(Dataset entries)
________________________________________
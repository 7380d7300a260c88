//! Change events produced by the synchronization engine.

use crate::{Folder, Payload};
use serde::{Deserialize, Serialize};

/// One detected change, in the order it should reach the device.
///
/// Events are serde-tagged by `kind` so a feed can be stored as JSON lines:
///
/// ```json
/// {"kind": "message_upsert", "id": "5", "is_new": true, "payload": {"type": "email", "subject": "Hi"}}
/// {"kind": "read_flag_change", "id": "5", "flag": true}
/// {"kind": "folder_deletion", "id": "f3", "parent": "0"}
/// ```
#[derive(Debug, Clone, PartialEq, Serialize, Deserialize)]
#[serde(tag = "kind", rename_all = "snake_case")]
pub enum ChangeEvent {
    MessageUpsert {
        id: String,
        payload: Payload,
        #[serde(default)]
        is_new: bool,
    },
    MessageDeletion {
        id: String,
    },
    ReadFlagChange {
        id: String,
        flag: bool,
    },
    MessageMove {
        id: String,
        new_folder: String,
    },
    FolderUpsert {
        folder: Folder,
        #[serde(default)]
        is_new: bool,
    },
    FolderDeletion {
        id: String,
        #[serde(default)]
        parent: String,
    },
}

impl ChangeEvent {
    /// Server id of the object the event is about.
    pub fn id(&self) -> &str {
        match self {
            Self::MessageUpsert { id, .. }
            | Self::MessageDeletion { id }
            | Self::ReadFlagChange { id, .. }
            | Self::MessageMove { id, .. }
            | Self::FolderDeletion { id, .. } => id,
            Self::FolderUpsert { folder, .. } => folder.server_id(),
        }
    }

    /// Event kind as spelled in event feeds.
    pub fn kind(&self) -> &'static str {
        match self {
            Self::MessageUpsert { .. } => "message_upsert",
            Self::MessageDeletion { .. } => "message_deletion",
            Self::ReadFlagChange { .. } => "read_flag_change",
            Self::MessageMove { .. } => "message_move",
            Self::FolderUpsert { .. } => "folder_upsert",
            Self::FolderDeletion { .. } => "folder_deletion",
        }
    }
}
________________________________________
▶ Task directions:
The lines holding the word "FolderDeletion" are the answer. Pull them out of the records and copy them.

▶ Task result:
    FolderDeletion {
            | Self::FolderDeletion { id, .. } => id,
            Self::FolderDeletion { .. } => "folder_deletion",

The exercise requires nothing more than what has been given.